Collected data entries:
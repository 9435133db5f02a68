//! Centralized graphics configuration for consistent eframe::wgpu settings

use eframe::wgpu;

use crate::constants::gpu::DEPTH_BITS;

/// Formats and multisampling shared by every pipeline in the egui pass
#[derive(Debug, Clone, Copy, PartialEq)]
pub struct GraphicsConfig {
    pub sample_count: u32,
    pub target_format: wgpu::TextureFormat,
    pub depth_format: wgpu::TextureFormat,
}

impl GraphicsConfig {
    /// Configuration matching the egui render pass for `target_format`
    pub fn for_target(target_format: wgpu::TextureFormat) -> Self {
        Self {
            sample_count: 1, // eframe renders without multisampling by default
            target_format,
            depth_format: egui_wgpu::depth_format_from_bits(DEPTH_BITS, 0)
                .unwrap_or(wgpu::TextureFormat::Depth24Plus),
        }
    }

    /// Create multisample state from config
    pub fn multisample_state(&self) -> wgpu::MultisampleState {
        wgpu::MultisampleState {
            count: self.sample_count,
            mask: !0,
            alpha_to_coverage_enabled: false,
        }
    }

    /// Color target with straight alpha blending
    pub fn color_target_state(&self) -> wgpu::ColorTargetState {
        wgpu::ColorTargetState {
            format: self.target_format,
            blend: Some(wgpu::BlendState::ALPHA_BLENDING),
            write_mask: wgpu::ColorWrites::ALL,
        }
    }

    pub fn depth_state(&self, write: bool, compare: wgpu::CompareFunction) -> wgpu::DepthStencilState {
        wgpu::DepthStencilState {
            format: self.depth_format,
            depth_write_enabled: write,
            depth_compare: compare,
            stencil: wgpu::StencilState::default(),
            bias: wgpu::DepthBiasState::default(),
        }
    }
}

/// Depth bits to request from eframe so the egui pass carries a depth buffer
pub fn depth_buffer_bits() -> u8 {
    DEPTH_BITS
}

■ WHAT YOU SHOULD DO:
Search the data for the word "compare" and copy each line where it appears.

■ YOUR RESPONSE:
    pub fn depth_state(&self, write: bool, compare: wgpu::CompareFunction) -> wgpu::DepthStencilState {
            depth_compare: compare,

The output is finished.